Poi stamattina mi è capitato di leggere una cosa, relativamente all’amore, un invito a rispondere a questa domanda: se oggi fosse l’ultimo giorno della mia vita, con chi vorrei passarlo?
Nel mio caso la risposta è davvero inquinata e lontana, tanto quanto la sicurezza su l’assenza di depotenziamento da ego, materia, senso di colpa, illusione, identificazione, nell’oggetto del responso, sia quello istintivo che quello ponderato. Tanto quanto la condizione carente ed energeticamente povera che sto vivendo. La cosa però mi ha fatto riflettere e considerare che uno dei capisaldi di questa vita è legato alla condizione umana desiderosa o bisognosa di amare e di essere amati. Quindi nel mio caso, se effettivamente mi rendessi conto della non importanza di essere amato, rispetto all’opportunità di amare, mi domando istintivamente, faccio parte di un’altra razza, non umana?
Anche nell’estrema coerenza verso se stessi e la propria natura, la propria integrità, e con tutti i buoni propositi legati a rispetto e onestà, vi sono dualismi opposti e deleteri. Deleterio, cioè che crea danno. Ed in ogni rapporto prima o poi, sia consciamente che meno, si va a crear danno al prossimo, inevitabilmente, e vorrei pure sottolinearlo, a volte con il pieno intento di operare nel giusto. Succede quasi esclusivamente per difenderci, sebbene a posteriori si evidenzierebbe che non esiste attacco, a volte per il criterio per il quale il nostro sistema di credenze ci guida verso un “metodo”, alias come si ama, che ben sappiamo quanto cambi in relazione ad innumerevoli fattori.

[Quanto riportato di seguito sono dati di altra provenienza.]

//! The storage contract the world is persisted through, and an in-memory implementation of it.

use crate::server::save_content::*;
use chunk_data::*;
use std::{
    collections::{
        BTreeMap,
        BTreeSet,
        HashMap,
    },
    sync::atomic::{
        AtomicUsize,
        Ordering,
    },
};
use parking_lot::Mutex;


/// Storage failure. Kept distinguishable from other errors so that callers can tell a failing
/// backend apart from a programming error even when it's been wrapped in an `anyhow::Error`.
#[derive(Debug, thiserror::Error)]
pub enum StorageError {
    #[error("database error: {0}")]
    Db(#[from] redb::Error),
    #[error("corrupt record: {0}")]
    Codec(#[from] bincode::Error),
    #[error("object {0} referenced but not stored")]
    MissingObject(ObjectId),
    #[error("storage unavailable: {0}")]
    Unavailable(String),
}

macro_rules! impl_from_redb_error {
    ($( $t:ident, )*)=>{$(
        impl From<redb::$t> for StorageError {
            fn from(e: redb::$t) -> Self {
                StorageError::Db(e.into())
            }
        }
    )*};
}
impl_from_redb_error!(
    DatabaseError,
    TransactionError,
    TableError,
    StorageError,
    CommitError,
);


/// Blocking storage of game objects and players.
///
/// Called from the server thread and from thread pool storage jobs.
pub trait Storage: Send + Sync {
    /// All objects whose stored chunk id is `chunk_id`.
    fn find_objects_by_chunk(&self, chunk_id: ChunkId) -> Result<Vec<GameObject>, StorageError>;

    /// Look up a single object.
    fn find_object(&self, id: ObjectId) -> Result<Option<GameObject>, StorageError>;

    /// Any one object of the given kind.
    fn find_object_by_kind(&self, kind: ObjectKind) -> Result<Option<GameObject>, StorageError>;

    /// Store a new object, assigning it an id.
    fn insert_object(&self, record: &StoredObject) -> Result<ObjectId, StorageError>;

    /// Overwrite an existing object's chunk id and position.
    fn update_object_position_and_chunk(&self, write: &ObjectWrite) -> Result<(), StorageError>;

    /// Overwrite the chunk id and position of many objects.
    fn update_objects(&self, writes: &[ObjectWrite]) -> Result<(), StorageError> {
        for write in writes {
            self.update_object_position_and_chunk(write)?;
        }
        Ok(())
    }

    /// Look up a player by username.
    fn find_player_by_username(&self, username: &str) -> Result<Option<PlayerRecord>, StorageError>;

    /// Store a new player.
    fn insert_player(&self, record: &PlayerRecord) -> Result<(), StorageError>;
}


/// Storage that lives and dies with the process.
///
/// Counts calls, which is mostly interesting to tests.
#[derive(Debug, Default)]
pub struct MemStorage {
    state: Mutex<MemState>,
    chunk_fetches: AtomicUsize,
    object_updates: AtomicUsize,
}

#[derive(Debug, Default)]
struct MemState {
    next_id: u64,
    objects: BTreeMap<ObjectId, StoredObject>,
    chunk_objects: HashMap<ChunkId, BTreeSet<ObjectId>>,
    players: HashMap<String, PlayerRecord>,
}

impl MemStorage {
    /// Construct empty.
    pub fn new() -> Self {
        Self::default()
    }

    /// Number of `find_objects_by_chunk` calls so far.
    pub fn chunk_fetches(&self) -> usize {
        self.chunk_fetches.load(Ordering::SeqCst)
    }

    /// Number of single-object updates so far.
    pub fn object_updates(&self) -> usize {
        self.object_updates.load(Ordering::SeqCst)
    }

    /// Read back an object's stored record.
    pub fn stored(&self, id: ObjectId) -> Option<StoredObject> {
        self.state.lock().objects.get(&id).cloned()
    }
}

impl Storage for MemStorage {
    fn find_objects_by_chunk(&self, chunk_id: ChunkId) -> Result<Vec<GameObject>, StorageError> {
        self.chunk_fetches.fetch_add(1, Ordering::SeqCst);
        let state = self.state.lock();
        Ok(state.chunk_objects
            .get(&chunk_id)
            .into_iter()
            .flatten()
            .map(|&id| state.objects[&id].clone().into_game_object(id))
            .collect())
    }

    fn find_object(&self, id: ObjectId) -> Result<Option<GameObject>, StorageError> {
        Ok(self.state.lock().objects
            .get(&id)
            .map(|record| record.clone().into_game_object(id)))
    }

    fn find_object_by_kind(&self, kind: ObjectKind) -> Result<Option<GameObject>, StorageError> {
        Ok(self.state.lock().objects
            .iter()
            .find(|(_, record)| record.kind == kind)
            .map(|(&id, record)| record.clone().into_game_object(id)))
    }

    fn insert_object(&self, record: &StoredObject) -> Result<ObjectId, StorageError> {
        let mut state = self.state.lock();
        state.next_id += 1;
        let id = ObjectId(state.next_id);
        state.objects.insert(id, record.clone());
        state.chunk_objects.entry(record.chunk_id).or_default().insert(id);
        Ok(id)
    }

    fn update_object_position_and_chunk(&self, write: &ObjectWrite) -> Result<(), StorageError> {
        self.object_updates.fetch_add(1, Ordering::SeqCst);
        let mut state = self.state.lock();
        let record = state.objects
            .get_mut(&write.id)
            .ok_or(StorageError::MissingObject(write.id))?;
        let old_chunk_id = record.chunk_id;
        record.chunk_id = write.chunk_id;
        record.position = write.position;
        if old_chunk_id != write.chunk_id {
            if let Some(ids) = state.chunk_objects.get_mut(&old_chunk_id) {
                ids.remove(&write.id);
            }
            state.chunk_objects.entry(write.chunk_id).or_default().insert(write.id);
        }
        Ok(())
    }

    fn find_player_by_username(&self, username: &str) -> Result<Option<PlayerRecord>, StorageError> {
        Ok(self.state.lock().players.get(username).cloned())
    }

    fn insert_player(&self, record: &PlayerRecord) -> Result<(), StorageError> {
        self.state.lock().players.insert(record.username.clone(), record.clone());
        Ok(())
    }
}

C’è poi, credo, e qui intervengo volgarmente e senza ellenismi accademici vari, un tredicesimo tipo di amore che mi sovviene, per cui la gara a chi fa pipi più lontano predilige l’antagonismo tra la stima ed il disprezzo, ma anche in questo caso l’amor di ego è forse l’insieme più corposo che ci sia, e comprende, sempre a mio avviso, tanti altri tipi di amore di testa, in cui mente, calcolo, comodità, dipendenza, solitudine, bisogno o necessità sono come la torretta di ricarica per l’autovettura elettrica dell’amore costituito.

Poi mi prendo una pausa in questa giornata di pulizie, di studio, scrittura e riflessione, e mi dedico brevemente ad un videogioco molto particolare, di quelli che piacciono a me, complessi e articolati, non banali e profondi, in cui il tema dello spazio-tempo, la materia e l’antimateria sono tema assodato e comunemente utilizzato. Arrivato in una stazione orbitale che ospita una svanita civiltà, una forma di intelligenza artificiale usata come guida turistica metropolitana, mi fornisce informazioni utili a capire dove sono, le condizioni organizzative locali, e soprattutto in che epoca temporale mi trovo. Dopo aver ricevuto le informazioni per le quali era programmata, il suo saluto, emblematico, mi fa riflettere: “… e benvenuto ad Andromeda, dove la stella più luminosa sei Tu!”
Quindi tornerei di corsa alla polvere di stelle, quella sostanza di cui siamo fatti, noi tutti, ed ogni cosa in questo universo. Ognuno una singola parte del Tutto. Ognuno capace di riflettere la propria luce e la propria ombra sull’immagine che già da solo è capace di creare. Un po’ come scegliere tipo di pasta e condimento. Pur pensando di scegliere dalla semplice dispensa. Innumerevoli combinazioni di coppie. Solo così potrei capire il perché della necessità di unirsi a due a due. Perché altrimenti, senza l’esempio della minestra, oltretutto tipicità nostrana, verrebbe meno la comprensione sull’esigenza di accoppiarsi. Questo è un momento particolarmente difficile, dove inoltre sono stato capace di condire la peggior minestra con il peggior sugo. Ma giustamente o meno, mi è stato insegnato che “si mangia quello che c’è”, pena il ritrovarselo al pasto seguente. E stasera non ho nemmeno voglia di nutrirmi, di nuovo non sento lo stimolo della fame, ed il dentosofo è stato chiaro, sto lasciando morire parti di me inefficienti, sto uccidendo parti di me che non utilizzo, per la mancanza di energia nei miei canali energetici.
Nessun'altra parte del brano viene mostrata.